About this task
Write out, word for word, only the data from its first line to the line containing "is invalid, expected".

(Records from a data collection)
----

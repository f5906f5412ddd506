//! Classifier backends and the hyperparameter / label-mapping types shared
//! by the classify stage and the grid search.

pub mod knn;
pub mod naive_bayes;

use std::collections::BTreeMap;
use std::fmt;

use ndarray::Array2;
use serde::{Deserialize, Serialize};

use crate::errors::{Result, SocialMeterError};
use crate::pipeline::traits::ClassifierBackend;

pub use knn::{DistanceMetric, KNearestNeighbors, WeightScheme};
pub use naive_bayes::GaussianNaiveBayes;

// ─── Hyperparameters ────────────────────────────────────────────────────────

/// One hyperparameter value.
#[derive(Debug, Clone, PartialEq, Serialize, Deserialize)]
#[serde(untagged)]
pub enum ParamValue {
    Bool(bool),
    Int(i64),
    Float(f64),
    Text(String),
}

impl ParamValue {
    pub fn as_f64(&self) -> Option<f64> {
        match self {
            ParamValue::Int(i) => Some(*i as f64),
            ParamValue::Float(f) => Some(*f),
            _ => None,
        }
    }

    pub fn as_usize(&self) -> Option<usize> {
        match self {
            ParamValue::Int(i) if *i >= 0 => Some(*i as usize),
            _ => None,
        }
    }

    pub fn as_str(&self) -> Option<&str> {
        match self {
            ParamValue::Text(s) => Some(s),
            _ => None,
        }
    }
}

impl fmt::Display for ParamValue {
    fn fmt(&self, f: &mut fmt::Formatter<'_>) -> fmt::Result {
        match self {
            ParamValue::Bool(b) => write!(f, "{b}"),
            ParamValue::Int(i) => write!(f, "{i}"),
            ParamValue::Float(x) => write!(f, "{x}"),
            ParamValue::Text(s) => f.write_str(s),
        }
    }
}

/// Named hyperparameters, ordered by name.
pub type ParamMap = BTreeMap<String, ParamValue>;

/// Shorthand for an invalid hyperparameter value.
pub(crate) fn bad_param(backend: &str, name: &str, value: &ParamValue, expected: &str) -> SocialMeterError {
    SocialMeterError::invalid_config(format!(
        "{backend}: parameter '{name}' = {value} is invalid, expected {expected}"
    ))
}

/// Apply every entry of `params` to `backend`.
pub fn apply_params(backend: &mut dyn ClassifierBackend, params: &ParamMap) -> Result<()> {
    for (name, value) in params {
        backend.set_param(name, value)?;
    }
    Ok(())
}

/// Build a backend by registry name (`gaussian_nb`, `knn`).
pub fn backend_from_name(name: &str) -> Result<Box<dyn ClassifierBackend>> {
    match name {
        "gaussian_nb" | "naive_bayes" => Ok(Box::new(GaussianNaiveBayes::new())),
        "knn" | "k_neighbors" => Ok(Box::new(KNearestNeighbors::new())),
        other => Err(SocialMeterError::invalid_config(format!(
            "unknown classifier '{other}'"
        ))),
    }
}

/// Names accepted by [`backend_from_name`].
pub const BACKEND_NAMES: &[&str] = &["gaussian_nb", "naive_bayes", "knn", "k_neighbors"];

/// Check that features and labels describe the same non-empty, rectangular
/// sample set. Returns the feature count.
pub(crate) fn check_training_set(features: &[Vec<f64>], labels: &[String]) -> Result<usize> {
    if features.is_empty() {
        return Err(SocialMeterError::data("training set is empty"));
    }
    if features.len() != labels.len() {
        return Err(SocialMeterError::data(format!(
            "{} feature rows but {} labels",
            features.len(),
            labels.len()
        )));
    }
    let width = features[0].len();
    if let Some(i) = features.iter().position(|row| row.len() != width) {
        return Err(SocialMeterError::data(format!(
            "row {i} has {} features, expected {width}",
            features[i].len()
        )));
    }
    Ok(width)
}

/// Stack validated training rows into a `(samples, features)` matrix.
pub(crate) fn training_matrix(features: &[Vec<f64>], labels: &[String]) -> Result<Array2<f64>> {
    let width = check_training_set(features, labels)?;
    let flat: Vec<f64> = features.iter().flatten().copied().collect();
    Array2::from_shape_vec((features.len(), width), flat)
        .map_err(|e| SocialMeterError::data(format!("feature rows do not form a matrix: {e}")))
}

// ─── Label mapping ──────────────────────────────────────────────────────────

/// Display strings for predicted labels.
///
/// Labels without an entry are written verbatim.
#[derive(Debug, Clone, Default, PartialEq, Serialize, Deserialize)]
#[serde(transparent)]
pub struct LabelMapping {
    labels: BTreeMap<String, String>,
}

impl LabelMapping {
    pub fn new() -> Self {
        Self::default()
    }

    /// The usual binary sentiment mapping: `0` → negative, `1` → positive.
    pub fn binary_sentiment() -> Self {
        Self::new().with("0", "negative").with("1", "positive")
    }

    pub fn with(mut self, label: impl Into<String>, display: impl Into<String>) -> Self {
        self.labels.insert(label.into(), display.into());
        self
    }

    pub fn map<'a>(&'a self, label: &'a str) -> &'a str {
        self.labels.get(label).map(String::as_str).unwrap_or(label)
    }

    pub fn is_empty(&self) -> bool {
        self.labels.is_empty()
    }
}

----

Your response
repository f5906f5412ddd506
//! Classifier backends and the hyperparameter / label-mapping types shared
//! by the classify stage and the grid search.

pub mod knn;
pub mod naive_bayes;

use std::collections::BTreeMap;
use std::fmt;

use ndarray::Array2;
use serde::{Deserialize, Serialize};

use crate::errors::{Result, SocialMeterError};
use crate::pipeline::traits::ClassifierBackend;

pub use knn::{DistanceMetric, KNearestNeighbors, WeightScheme};
pub use naive_bayes::GaussianNaiveBayes;

// ─── Hyperparameters ────────────────────────────────────────────────────────

/// One hyperparameter value.
#[derive(Debug, Clone, PartialEq, Serialize, Deserialize)]
#[serde(untagged)]
pub enum ParamValue {
    Bool(bool),
    Int(i64),
    Float(f64),
    Text(String),
}

impl ParamValue {
    pub fn as_f64(&self) -> Option<f64> {
        match self {
            ParamValue::Int(i) => Some(*i as f64),
            ParamValue::Float(f) => Some(*f),
            _ => None,
        }
    }

    pub fn as_usize(&self) -> Option<usize> {
        match self {
            ParamValue::Int(i) if *i >= 0 => Some(*i as usize),
            _ => None,
        }
    }

    pub fn as_str(&self) -> Option<&str> {
        match self {
            ParamValue::Text(s) => Some(s),
            _ => None,
        }
    }
}

impl fmt::Display for ParamValue {
    fn fmt(&self, f: &mut fmt::Formatter<'_>) -> fmt::Result {
        match self {
            ParamValue::Bool(b) => write!(f, "{b}"),
            ParamValue::Int(i) => write!(f, "{i}"),
            ParamValue::Float(x) => write!(f, "{x}"),
            ParamValue::Text(s) => f.write_str(s),
        }
    }
}

/// Named hyperparameters, ordered by name.
pub type ParamMap = BTreeMap<String, ParamValue>;

/// Shorthand for an invalid hyperparameter value.
pub(crate) fn bad_param(backend: &str, name: &str, value: &ParamValue, expected: &str) -> SocialMeterError {
    SocialMeterError::invalid_config(format!(
        "{backend}: parameter '{name}' = {value} is invalid, expected {expected}"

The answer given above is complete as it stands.